== Exercise directions ==
The answer must be the full listing, repeated exactly.

== Supplied information ==
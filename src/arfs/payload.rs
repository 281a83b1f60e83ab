//! JSON metadata payloads of ArFS transactions.

use serde::{Deserialize, Serialize};
use serde_json::{Map, Value};

use crate::gateway::GatewayError;

/// Parsed metadata payload.
///
/// Only the fields the crate interprets are typed; everything else is kept in
/// `extra` so callers can report it.
#[derive(Debug, Clone, Default, PartialEq, Serialize, Deserialize)]
#[serde(rename_all = "camelCase")]
pub struct MetadataPayload {
    #[serde(default)]
    pub name: Option<String>,
    #[serde(default)]
    pub size: Option<u64>,
    #[serde(default)]
    pub last_modified_date: Option<i64>,
    #[serde(default)]
    pub data_tx_id: Option<String>,
    #[serde(default)]
    pub data_content_type: Option<String>,
    #[serde(default)]
    pub root_folder_id: Option<String>,
    #[serde(default)]
    pub description: Option<String>,
    #[serde(flatten)]
    pub extra: Map<String, Value>,
}

impl MetadataPayload {
    /// Parse a payload body.
    ///
    /// # Errors
    ///
    /// Returns an error if the text is not a JSON object or a known field has
    /// the wrong type.
    pub fn parse(text: &str) -> Result<Self, serde_json::Error> {
        serde_json::from_str(text)
    }

    /// Names of fields outside the recognized set, sorted.
    pub fn unknown_fields(&self) -> Vec<String> {
        let mut fields: Vec<String> = self.extra.keys().cloned().collect();
        fields.sort();
        fields
    }
}

/// Failure to obtain a usable payload.
#[derive(Debug, thiserror::Error)]
pub enum PayloadError {
    #[error("could not fetch metadata: {0}")]
    Fetch(#[from] GatewayError),

    #[error("could not parse metadata: {0}")]
    Parse(#[from] serde_json::Error),
}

== Solution ==
filename src/arfs/payload.rs
repository 281a83b1f60e83ab
//! JSON metadata payloads of ArFS transactions.

use serde::{Deserialize, Serialize};
use serde_json::{Map, Value};

use crate::gateway::GatewayError;

/// Parsed metadata payload.
///
/// Only the fields the crate interprets are typed; everything else is kept in
/// `extra` so callers can report it.
#[derive(Debug, Clone, Default, PartialEq, Serialize, Deserialize)]
#[serde(rename_all = "camelCase")]
pub struct MetadataPayload {
    #[serde(default)]
    pub name: Option<String>,
    #[serde(default)]
    pub size: Option<u64>,
    #[serde(default)]
    pub last_modified_date: Option<i64>,
    #[serde(default)]
    pub data_tx_id: Option<String>,
    #[serde(default)]
    pub data_content_type: Option<String>,
    #[serde(default)]
    pub root_folder_id: Option<String>,
    #[serde(default)]
    pub description: Option<String>,
    #[serde(flatten)]
    pub extra: Map<String, Value>,
}

impl MetadataPayload {
    /// Parse a payload body.
    ///
    /// # Errors
    ///
    /// Returns an error if the text is not a JSON object or a known field has
    /// the wrong type.
    pub fn parse(text: &str) -> Result<Self, serde_json::Error> {
        serde_json::from_str(text)
    }

    /// Names of fields outside the recognized set, sorted.
    pub fn unknown_fields(&self) -> Vec<String> {
        let mut fields: Vec<String> = self.extra.keys().cloned().collect();
        fields.sort();
        fields
    }
}

/// Failure to obtain a usable payload.
#[derive(Debug, thiserror::Error)]
pub enum PayloadError {
    #[error("could not fetch metadata: {0}")]
    Fetch(#[from] GatewayError),

    #[error("could not parse metadata: {0}")]
    Parse(#[from] serde_json::Error),
}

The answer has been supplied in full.